# Nautical Flea Market 4/30



## oldflathead (Oct 3, 2007)

Saturday morning, 30 April, 0800 - 1200 at the West Marine, 3500 Barrancas, Pensacola parking lot. Vendor spaces will be $10 for each car sized space, check to be made to the Wildlife Sanctuary of NW FL.
Number of spaces are limited so reserve now. Visit West Marine on Barrancas or PM or call me, Tom 572 1225

Want to get rid of some fishing or boat stuff you don't need? Come sell it to someone who does need it for $$$ :thumbup:


----------



## oldflathead (Oct 3, 2007)

*Good cause*

The Wildlife Sanctuary of NW FL has been around a long time rescuing birds and other critters that need help. This is a privately funded operation.

So reserve a space and clear up some space at home or on the boat.
Goodies Galore!


----------



## oldflathead (Oct 3, 2007)

*Scuba Pro BC*

We will have items like this unused Scuba Pro Bouyancy Compensator.

















A new BC costs $400. How about $100 at the Flea Market.

Tom


----------



## oldflathead (Oct 3, 2007)

*Bump*

BTT
:thumbup:


----------



## oldflathead (Oct 3, 2007)

*Cheap boat & fishing stuff*

I have 2 twelve foot VHF antenii. Outboard parts, cables, etc.

I need more vendors. Only $10 donation to the Wildlife Sanctuary.

Tom


----------



## oldflathead (Oct 3, 2007)

*Only 5 spaces left*

We have limited space available for this event. Five are already booked, so only 5 spaces for vendors are available.
Call 572 1225, e mail [email protected] or stop by West Marine on Barrancas and sign up.

Tom


----------



## oldflathead (Oct 3, 2007)

*Next Saturday morning*

Only 4 seller spaces left.
:thumbsup:

Tom


----------



## oldflathead (Oct 3, 2007)

*This coming Saturday*

Only 3 seller spaces left.

Time to make some room in your garage? Bring it down to 3500 Barrancas Saturday morning, 0800 - 1200.
Need some fishing, dive or boat stuff, cheap?

See you there.

Tom 572 1225


----------



## oldflathead (Oct 3, 2007)

*Pass the word*

Saturday, April 30 Rain or shine.

Tom


----------



## oldflathead (Oct 3, 2007)

*Flea Market or Swap Meet*

Back in SoCal, we called these events Swap Meets. If you did not want a sales space and wanted to trade a gadget for a hercumdizer, you brought your trade item and swapped it with someone who had what you wanted.
This happens in some of the local gun shows.
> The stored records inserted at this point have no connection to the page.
//! Activation classification of target rows against the master
//!
//! Every target row receives exactly one status: the master's lookup value
//! for its key, `"0"` when the master holds the key without a value,
//! `NOT_FOUND` when the master lacks the key, or `MISSING_KEY` when the row
//! has no usable key.

use std::collections::{BTreeMap, HashMap};

use serde::Serialize;

use super::normalize::normalize_key;
use crate::error::{DataQualityWarning, ReconcileError};
use crate::table::{Table, Value};

pub const STATUS_ZERO: &str = "0";
pub const STATUS_NOT_FOUND: &str = "NOT_FOUND";
pub const STATUS_MISSING_KEY: &str = "MISSING_KEY";

/// Classification outcome for one target row
#[derive(Debug, Clone, PartialEq)]
pub enum ActivationStatus {
    /// Master value of the lookup column for this key
    Mapped(Value),
    /// Key present in master with an empty lookup value
    Zero,
    NotFound,
    MissingKey,
}

impl ActivationStatus {
    /// Cell written to the status column
    pub fn to_value(&self) -> Value {
        match self {
            ActivationStatus::Mapped(value) => value.clone(),
            ActivationStatus::Zero => Value::from(STATUS_ZERO),
            ActivationStatus::NotFound => Value::from(STATUS_NOT_FOUND),
            ActivationStatus::MissingKey => Value::from(STATUS_MISSING_KEY),
        }
    }

    /// Label used for counting and for the update policy
    pub fn label(&self) -> String {
        self.to_value().to_text()
    }
}

/// Canonical key -> lookup value, first master occurrence wins
#[derive(Debug, Clone, Default)]
pub struct LookupMap {
    entries: HashMap<String, Value>,
}

impl LookupMap {
    pub fn build(master: &Table, key_column: &str, lookup_column: &str) -> Self {
        let mut entries = HashMap::new();
        for row in &master.rows {
            let key = row.get(key_column).map(normalize_key).unwrap_or_default();
            if key.is_empty() {
                continue;
            }
            let value = row.get(lookup_column).cloned().unwrap_or_default();
            entries.entry(key).or_insert(value);
        }
        LookupMap { entries }
    }

    pub fn len(&self) -> usize {
        self.entries.len()
    }

    pub fn is_empty(&self) -> bool {
        self.entries.is_empty()
    }

    /// Status for a raw target key cell
    pub fn status_for(&self, key: &Value) -> ActivationStatus {
        let key = normalize_key(key);
        if key.is_empty() {
            return ActivationStatus::MissingKey;
        }
        match self.entries.get(&key) {
            Some(Value::Null) => ActivationStatus::Zero,
            Some(value) => ActivationStatus::Mapped(value.clone()),
            None => ActivationStatus::NotFound,
        }
    }
}

#[derive(Debug, Clone, Default, PartialEq, Serialize)]
pub struct ClassificationStats {
    pub status_counts: BTreeMap<String, usize>,
    pub status_percentages: BTreeMap<String, f64>,
    pub lookup_map_size: usize,
    pub master_records: usize,
    pub master_unique_records: usize,
    pub target_records: usize,
    pub total_processed: usize,
    pub warnings: Vec<DataQualityWarning>,
}

impl ClassificationStats {
    pub fn count(&self, status: &str) -> usize {
        self.status_counts.get(status).copied().unwrap_or(0)
    }
}

fn round2(value: f64) -> f64 {
    (value * 100.0).round() / 100.0
}

/// Classify every target row and insert `status_column` after the key column
///
/// An existing `status_column` in the target is replaced. The target's own
/// cells are never rewritten.
pub fn classify(
    master: &Table,
    target: &Table,
    key_column: &str,
    lookup_column: &str,
    status_column: &str,
) -> Result<(Table, ClassificationStats), ReconcileError> {
    master.require_column("master", key_column)?;
    master.require_column("master", lookup_column)?;
    target.require_column("target", key_column)?;

    let lookup = LookupMap::build(master, key_column, lookup_column);
    log::info!(
        "Built lookup map with {} entries from {} master records",
        lookup.len(),
        master.len()
    );

    let mut classified = target.clone();
    if classified.drop_column(status_column) {
        log::debug!("Replacing existing '{}' column", status_column);
    }

    let mut status_counts: BTreeMap<String, usize> = BTreeMap::new();
    let mut values = Vec::with_capacity(classified.len());
    for (idx, key) in classified.column_values(key_column).enumerate() {
        let status = lookup.status_for(key);
        log::debug!("Row {}: key {} -> {:?}", idx, key, status);
        *status_counts.entry(status.label()).or_insert(0) += 1;
        values.push(status.to_value());
    }

    let key_idx = classified.require_column("target", key_column)?;
    classified.insert_column(key_idx + 1, status_column, values);

    let total = classified.len();
    let status_percentages = if total > 0 {
        status_counts
            .iter()
            .map(|(status, count)| (status.clone(), round2(*count as f64 / total as f64 * 100.0)))
            .collect()
    } else {
        BTreeMap::new()
    };

    let mut warnings = Vec::new();
    if lookup.is_empty() {
        warnings.push(DataQualityWarning::EmptyLookupMap {
            master_records: master.len(),
        });
    }
    let missing = status_counts.get(STATUS_MISSING_KEY).copied().unwrap_or(0);
    if total > 0 && missing == total {
        warnings.push(DataQualityWarning::AllKeysMissing {
            table: "target".to_string(),
            column: key_column.to_string(),
        });
    }
    for warning in &warnings {
        log::warn!("Classification: {}", warning);
    }

    let stats = ClassificationStats {
        status_counts,
        status_percentages,
        lookup_map_size: lookup.len(),
        master_records: master.len(),
        master_unique_records: lookup.len(),
        target_records: target.len(),
        total_processed: total,
        warnings,
    };

    log::info!(
        "Classification completed: {} rows, statuses {:?}",
        stats.total_processed,
        stats.status_counts
    );

    Ok((classified, stats))
}

#[cfg(test)]
mod tests {
    use super::*;
    use serde_json::json;

    fn master() -> Table {
        Table::from_json_records(
            &["PN", "COL"],
            &json!([
                {"PN": "AB12", "COL": "X"},
                {"PN": "CD34", "COL": null},
                {"PN": "AB12", "COL": "D"},
                {"PN": "EF56", "COL": "D"}
            ]),
        )
    }

    #[test]
    fn test_partition_is_total() {
        let target = Table::from_json_records(
            &["PN", "DESC"],
            &json!([
                {"PN": "AB12", "DESC": "a"},
                {"PN": "CD34", "DESC": "b"},
                {"PN": "ZZ99", "DESC": "c"},
                {"PN": null, "DESC": "d"},
                {"PN": "ef-56", "DESC": "e"}
            ]),
        );

        let (classified, stats) = classify(&master(), &target, "PN", "COL", "ACTIVATION_STATUS").unwrap();

        assert_eq!(classified.columns, vec!["PN", "ACTIVATION_STATUS", "DESC"]);
        let statuses: Vec<String> = classified
            .column_values("ACTIVATION_STATUS")
            .map(Value::to_text)
            .collect();
        assert_eq!(statuses, vec!["X", "0", "NOT_FOUND", "MISSING_KEY", "D"]);
        assert_eq!(stats.status_counts.values().sum::<usize>(), target.len());
        assert_eq!(stats.total_processed, 5);
        assert_eq!(stats.status_percentages["X"], 20.0);
        // Target cells are not canonicalized
        assert_eq!(classified.get(4, "PN"), &Value::from("ef-56"));
    }

    #[test]
    fn test_first_duplicate_wins() {
        let target = Table::from_json_records(&["PN"], &json!([{"PN": "AB12"}]));
        let (classified, stats) = classify(&master(), &target, "PN", "COL", "ACTIVATION_STATUS").unwrap();
        assert_eq!(classified.get(0, "ACTIVATION_STATUS"), &Value::from("X"));
        assert_eq!(stats.lookup_map_size, 3);
        assert_eq!(stats.master_records, 4);
    }

    #[test]
    fn test_reclassify_replaces_status_column() {
        let target = Table::from_json_records(&["PN"], &json!([{"PN": "CD34"}, {"PN": "QQ"}]));
        let (once, _) = classify(&master(), &target, "PN", "COL", "ACTIVATION_STATUS").unwrap();
        let (twice, _) = classify(&master(), &once, "PN", "COL", "ACTIVATION_STATUS").unwrap();
        assert_eq!(once, twice);
        assert_eq!(twice.columns.len(), 2);
    }

    #[test]
    fn test_blank_key_is_missing() {
        let target = Table::from_json_records(&["PN"], &json!([{"PN": " - "}, {"PN": ""}]));
        let (_, stats) = classify(&master(), &target, "PN", "COL", "ACTIVATION_STATUS").unwrap();
        assert_eq!(stats.count(STATUS_MISSING_KEY), 2);
        assert!(stats.warnings.contains(&DataQualityWarning::AllKeysMissing {
            table: "target".to_string(),
            column: "PN".to_string(),
        }));
    }

    #[test]
    fn test_empty_master_warns() {
        let empty = Table::from_json_records(&["PN", "COL"], &json!([]));
        let target = Table::from_json_records(&["PN"], &json!([{"PN": "AB12"}]));
        let (_, stats) = classify(&empty, &target, "PN", "COL", "ACTIVATION_STATUS").unwrap();
        assert_eq!(stats.count(STATUS_NOT_FOUND), 1);
        assert_eq!(
            stats.warnings,
            vec![DataQualityWarning::EmptyLookupMap { master_records: 0 }]
        );
    }

    #[test]
    fn test_missing_lookup_column() {
        let target = Table::from_json_records(&["PN"], &json!([]));
        let err = classify(&master(), &target, "PN", "NOPE", "ACTIVATION_STATUS").unwrap_err();
        assert_eq!(
            err,
            ReconcileError::MissingColumn {
                table: "master".to_string(),
                column: "NOPE".to_string(),
            }
        );
    }
}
You are invited to bring any hand, shoulder or toted item you want to trade and see what someone wants to give you for it.
:whistling: Does not include spousal units.

Tom


----------



## oldflathead (Oct 3, 2007)

*Today is Bargain Day*

All of the vendor spaces have been sold, so there will be a lot of good stuff out there.
Come early for the real bargains

3500 Barrancas, Pensacola 32507

Tom


----------



## oldflathead (Oct 3, 2007)

*Thanks*

Thanks to all of you, we had a great turnout and had $121 in donations to the Wildlife Sanctuary of NW FL. That should help feed some damaged pelicans. :thumbup:

We had so many positive comments from the vendors and buyers that we will schedule another boat,fishing, etc flea market in October.

Tom


----------